The many new media writers from rural and small town areas and from universities in rural
and small town areas who are represented in this project are an indication of the importance
of this field in fostering the use digital media and learning throughout the country.
Because of my disability, I can no longer travel to many of the events in my field,
so the Authoring Software Project is particularly important to me, also.
Adding color and more complex counterpart to the top page of
when the foreground and the background merged Have envisioned
what it will be like when I'm finished, but am working on it in increments.
______________
May 31, 2009
Trying unsuccessfully to think about my new writing amidst the constant noise.
I have been thinking about the PTSD that I acquired in 1994
after I was run down. In the ambulance, they told me they would have to take off
my leg. It was broken in 13 places, bones were sticking out, leaving untreatable
fragments, requiring massive skin grafts, and I subsequently endured 6 or 7
surgeries.
In many ways I have learned to manage the PTSD, just as I have learned to manage
my weak and mangled leg, but I still have problems with prolonged noise in my
environment. Sometimes it seems like torture. Have been looking for a new place to
live, but the circumstances are difficult.
PTSD is an honorable syndrome from which many Veterans also suffer.
In this Memorial Day time of year, I wish that peace, happiness, and a long good life
be with all our Veterans, who as a result of their service to our country,
suffer as I have suffered from PTSD.

a nice place to hike and paint
slow buildup of intense color
the wine was good. I drank it slowly
back and forth motion of the paintbrush
May 30, 2009
Spent time with family.
Worked on the June top page for
Art California.
Looked at art: the MFA show at the Berkeley Art Museum. Impressed by
the variety of approaches to contemporary art, how good the work was.

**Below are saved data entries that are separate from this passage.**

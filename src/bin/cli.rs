//! HotelDB CLI
//!
//! One-shot command-line access to the hotel tables.

use std::io;
use std::process::ExitCode;

use clap::{Parser, Subcommand};
use hoteldb::{Config, HotelError, Registry, Result, TableOps};
use tracing_subscriber::{fmt, EnvFilter};

/// HotelDB CLI
#[derive(Parser, Debug)]
#[command(name = "hoteldb-cli")]
#[command(about = "CLI for the HotelDB record store")]
struct Args {
    /// Data directory
    #[arg(short, long, default_value = "./hoteldb_data")]
    data_dir: String,

    #[command(subcommand)]
    command: Commands,
}

#[derive(Subcommand, Debug)]
enum Commands {
    /// List every record of a table
    List {
        /// Table name (customer, room, reservation, amenity, amenity_type, booking)
        table: String,
    },

    /// Look up a record by ID
    Get {
        table: String,

        /// Primary key
        id: i32,
    },

    /// Look up a record by name
    Find {
        table: String,

        /// Secondary key value
        name: String,
    },

    /// Insert a record (field values in table order)
    Insert {
        table: String,

        /// Field values
        #[arg(required = true, allow_hyphen_values = true)]
        fields: Vec<String>,
    },

    /// Replace the record with the given ID
    Update {
        table: String,

        /// Primary key of the record to replace
        id: i32,

        /// New field values
        #[arg(required = true, allow_hyphen_values = true)]
        fields: Vec<String>,
    },

    /// Delete a record by ID
    #[command(alias = "delete")]
    Del {
        table: String,

        /// Primary key
        id: i32,
    },

    /// Show the field order of a table
    Fields {
        table: String,
    },
}

fn main() -> ExitCode {
    let filter = EnvFilter::try_from_default_env().unwrap_or_else(|_| EnvFilter::new("warn"));

    fmt()
        .with_env_filter(filter)
        .with_target(true)
        .with_thread_ids(true)
        .with_writer(io::stderr)
        .init();

    let args = Args::parse();
    let config = Config::builder().data_dir(&args.data_dir).build();

    let registry = match Registry::open(config) {
        Ok(r) => r,
        Err(e) => {
            eprintln!("Failed to open database: {}", e);
            return ExitCode::FAILURE;
        }
    };

    let outcome = execute(&registry, args.command);
    let closed = registry.close();

    match outcome.and(closed) {
        Ok(()) => ExitCode::SUCCESS,
        Err(e) => {
            eprintln!("{}", e);
            ExitCode::FAILURE
        }
    }
}

fn execute(registry: &Registry, command: Commands) -> Result<()> {
    match command {
        Commands::List { table } => {
            let table = registry.by_name(&table)?;
            table.display(&mut io::stdout().lock())?;
        }
        Commands::Get { table, id } => {
            let table = registry.by_name(&table)?;
            let line = table.render_by_id(id).ok_or(HotelError::NotFound(id))?;
            println!("{}", line);
        }
        Commands::Find { table, name } => {
            let table = registry.by_name(&table)?;
            if table.secondary_key().is_none() {
                return Err(HotelError::InvalidInput(format!(
                    "{} has no name field to search by",
                    table.name()
                )));
            }
            match table.render_by_name(&name) {
                Some(line) => println!("{}", line),
                None => println!("Record not found!"),
            }
        }
        Commands::Insert { table, fields } => {
            let table = registry.by_name(&table)?;
            table.insert_fields(&as_strs(&fields))?;
            println!("Record added successfully!");
        }
        Commands::Update { table, id, fields } => {
            let table = registry.by_name(&table)?;
            table.update_fields(id, &as_strs(&fields))?;
            println!("Record updated successfully!");
        }
        Commands::Del { table, id } => {
            let table = registry.by_name(&table)?;
            table.delete(id)?;
            println!("Record deleted successfully!");
        }
        Commands::Fields { table } => {
            print_fields(registry.by_name(&table)?);
        }
    }
    Ok(())
}

fn print_fields(table: &dyn TableOps) {
    println!("{} fields:", table.name());
    for (i, field) in table.fields().iter().enumerate() {
        println!("  {}. {}", i + 1, field);
    }
    if let Some(key) = table.secondary_key() {
        println!("Searchable by name: {}", key);
    }
}

fn as_strs(values: &[String]) -> Vec<&str> {
    values.iter().map(String::as_str).collect()
}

The uses of narrative - written, installed, spoken, video-taped,
drawn-animated in the works of Lydia Greer and Ginger Wolfe-Suarez.

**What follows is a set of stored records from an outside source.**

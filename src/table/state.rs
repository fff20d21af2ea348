//! Unguarded table state
//!
//! Record storage plus the structures derived from it. Every method here
//! assumes the caller holds the table guard.

use crate::config::NameIndexPolicy;
use crate::error::{HotelError, Result};
use crate::index::{Handle, HashIndex, RecordArena, RecordSequence};
use crate::record::{encode_all, Record};

use super::IndexReport;

/// Sequence, arena and both indexes of one table
pub(crate) struct TableState<R> {
    arena: RecordArena<R>,
    /// Authoritative order: newest insert first
    sequence: RecordSequence,
    id_index: HashIndex<i32>,
    /// Best-effort; duplicates chain
    name_index: HashIndex<String>,
    policy: NameIndexPolicy,
}

impl<R: Record> TableState<R> {
    pub(crate) fn new(bucket_count: usize, policy: NameIndexPolicy) -> Self {
        Self {
            arena: RecordArena::new(),
            sequence: RecordSequence::new(),
            id_index: HashIndex::new(bucket_count),
            name_index: HashIndex::new(bucket_count),
            policy,
        }
    }

    /// Rebuild from loaded records, keeping file order
    ///
    /// A record whose key already appeared earlier in the file is dropped.
    pub(crate) fn from_records(
        records: Vec<R>,
        bucket_count: usize,
        policy: NameIndexPolicy,
    ) -> Result<Self> {
        let mut state = Self::new(bucket_count, policy);

        for record in records {
            let key = record.primary_key();
            if state.find_by_id(key).is_some() {
                tracing::warn!(
                    "{}: skipping duplicate record with ID {} in snapshot",
                    R::TABLE_NAME,
                    key
                );
                continue;
            }
            let handle = state.link(record)?;
            // link() prepends; loading wants file order
            state.sequence.remove(handle);
            state.sequence.push_back(handle);
        }

        Ok(state)
    }

    // =========================================================================
    // Lookups
    // =========================================================================

    /// Handle of the record whose current primary key is `key`
    pub(crate) fn find_by_id(&self, key: i32) -> Option<Handle> {
        self.id_index
            .bucket_entries(&key)
            .map(|entry| entry.handle)
            .find(|&handle| {
                self.arena
                    .get(handle)
                    .map_or(false, |record| record.primary_key() == key)
            })
    }

    /// Handle of the newest record whose current secondary key is `name`
    pub(crate) fn find_by_name(&self, name: &str) -> Option<Handle> {
        self.name_index
            .bucket_entries(name)
            .map(|entry| entry.handle)
            .find(|&handle| {
                self.arena
                    .get(handle)
                    .and_then(|record| record.secondary_key())
                    .map_or(false, |current| current == name)
            })
    }

    pub(crate) fn get(&self, handle: Handle) -> Option<&R> {
        self.arena.get(handle)
    }

    // =========================================================================
    // Mutations
    // =========================================================================

    pub(crate) fn insert(&mut self, record: R) -> Result<Handle> {
        let key = record.primary_key();
        if self.find_by_id(key).is_some() {
            return Err(HotelError::DuplicateKey(key));
        }
        self.link(record)
    }

    /// Overwrite the record with key `key` in place
    pub(crate) fn update(&mut self, key: i32, record: R) -> Result<Handle> {
        let handle = self.find_by_id(key).ok_or(HotelError::NotFound(key))?;

        let new_key = record.primary_key();
        if new_key != key && self.find_by_id(new_key).is_some() {
            return Err(HotelError::DuplicateKey(new_key));
        }

        let new_name = record.secondary_key().map(str::to_owned);

        // Reserve before touching anything so a failure leaves no trace
        self.id_index.try_reserve(&new_key)?;
        if self.policy == NameIndexPolicy::Maintained {
            if let Some(name) = &new_name {
                self.name_index.try_reserve(name.as_str())?;
            }
        }

        self.id_index.remove(&key, handle);

        match self.arena.get_mut(handle) {
            Some(slot) => *slot = record,
            None => return Err(HotelError::NotFound(key)),
        }

        self.id_index.insert(new_key, handle);

        if self.policy == NameIndexPolicy::Maintained {
            self.name_index.remove_handle(handle);
            if let Some(name) = new_name {
                self.name_index.insert(name, handle);
            }
        }

        Ok(handle)
    }

    /// Remove the first record in sequence order whose key is `key`
    pub(crate) fn delete(&mut self, key: i32) -> Result<R> {
        let handle = self
            .sequence
            .iter()
            .find(|&handle| {
                self.arena
                    .get(handle)
                    .map_or(false, |record| record.primary_key() == key)
            })
            .ok_or(HotelError::NotFound(key))?;

        self.id_index.remove(&key, handle);
        if self.policy == NameIndexPolicy::Maintained {
            self.name_index.remove_handle(handle);
        }
        self.sequence.remove(handle);

        self.arena.remove(handle).ok_or(HotelError::NotFound(key))
    }

    /// Store a record and add it to the sequence and both indexes
    fn link(&mut self, record: R) -> Result<Handle> {
        let key = record.primary_key();
        let name = record.secondary_key().map(str::to_owned);

        self.arena.try_reserve()?;
        self.sequence.try_reserve()?;
        self.id_index.try_reserve(&key)?;
        if let Some(name) = &name {
            self.name_index.try_reserve(name.as_str())?;
        }

        let handle = self.arena.insert(record);
        self.sequence.push_front(handle);
        self.id_index.insert(key, handle);
        if let Some(name) = name {
            self.name_index.insert(name, handle);
        }

        Ok(handle)
    }

    // =========================================================================
    // Traversal
    // =========================================================================

    /// Records in sequence order
    pub(crate) fn records(&self) -> impl Iterator<Item = &R> {
        self.sequence
            .iter()
            .filter_map(move |handle| self.arena.get(handle))
    }

    /// Encoded image of the whole table, in sequence order
    pub(crate) fn image(&self) -> Vec<u8> {
        encode_all(self.records())
    }

    pub(crate) fn len(&self) -> usize {
        self.sequence.len()
    }

    /// Compare the sequence against both indexes
    pub(crate) fn report(&self) -> IndexReport {
        let mut report = IndexReport {
            records: self.sequence.len(),
            id_entries: self.id_index.len(),
            name_entries: self.name_index.len(),
            ..IndexReport::default()
        };

        for handle in self.sequence.iter() {
            let Some(record) = self.arena.get(handle) else {
                report.unreachable_records += 1;
                continue;
            };

            if self.find_by_id(record.primary_key()) != Some(handle) {
                report.unreachable_records += 1;
            }

            if let Some(name) = record.secondary_key() {
                let indexed = self
                    .name_index
                    .bucket_entries(name)
                    .any(|entry| entry.handle == handle && entry.key == name);
                if !indexed {
                    report.unindexed_names += 1;
                }
            }
        }

        for entry in self.id_index.iter() {
            let live = self
                .arena
                .get(entry.handle)
                .map_or(false, |record| record.primary_key() == entry.key);
            if !live {
                report.orphan_id_entries += 1;
            }
        }

        for entry in self.name_index.iter() {
            let current = self
                .arena
                .get(entry.handle)
                .and_then(|record| record.secondary_key());
            match current {
                None => report.dangling_name_entries += 1,
                Some(name) if name != entry.key => report.stale_name_entries += 1,
                Some(_) => {}
            }
        }

        report
    }
}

Aaron Maietta's watercolors of drawing water, real or imagined, from
the Rio Grande at the US Mexico border. Painting: Sara Bright;
painting machines: Laura Britt Greig. Communicated, shared symbols
in the work of Farley Gwazda.
The layers of information I want to convery in scene three of
when the foreground and the background merged
are complex/difficult, and in a short series of screens there will also
be a juxtaposition of different times in the narrator's life. The past:
1944 in the days before the D-Day invasion; and the 21st century.
Unexpected meetings in both time frames. I have been thinking about
how to do this, outlining the conversations and events.
______________
May 25, 2009
Working on the link portal
The Lives of Leaders, Artists, Athletes, Scientists, and Soldiers
Remembering the over 70 British poets killed in World War I many of whom,
Anne Powell so eloquently memorialized in
Deep Cry: First World War Soldier-Poets Killed in France and Flanders.
Beginning with Walter Blackburn, lead architect of the
National Underground Railroad Freedom Center, who died of cancer
before the Center was completed and ending with Ed Roberts, "The Father
of Independent Living", who died at age 55, The Lives is a resource
that I compiled in conjunction with
Revelations of Secret Surveillance
and
Concerto for Narrative Data (The Iowa Review Web, 2008)
On this Memorial Day, I also remember:
Glenn Miller. The Glenn Miller Army Air Force Band had played 800 performances
for soldiers during World War II, when he died on the way from the UK to Paris.
He was on the way to play for the soldiers who had liberated France.
Franz Marc and August Macke, the artists of Der Blaue Reiter, who were
killed in action in World War I.
and
the 135 photojournalists who died while covering the Vietnam era Wars
The Lives also includes Revolutionary War hero Brigadier General Daniel Morgan,
who rallied his men before the battle of Cowpens by showing them the scars
from the 499 lashes the enemy had given him and then defeated the British
at Cowpens despite serious back problems.
______________
Working on
scene two of
when the foreground and the background merged.
Almost ready to begin writing the third scene of this Interlude between
where every luminous landscape and the final part of the trilogy,
in which the painter Dorothy Abrona McCrae's work evolves into the
Bay Area Figurative style for which she is known.
As I wrote in the notes:
"Although the effect is somewhat more Minimalist than the work she
is studying, the interface and design of
scene one
and
scene two of
when the foreground and the background merged
reflect the influence of art in the era after World War II on the
narrator's work.
The whole is a record of an artist's quest to situate
her work in her era while at the same time exploring art history and
maintaining her own vision."
Saturday. Cold dark day. Hiked up a steep trail in the Berkeley Hills.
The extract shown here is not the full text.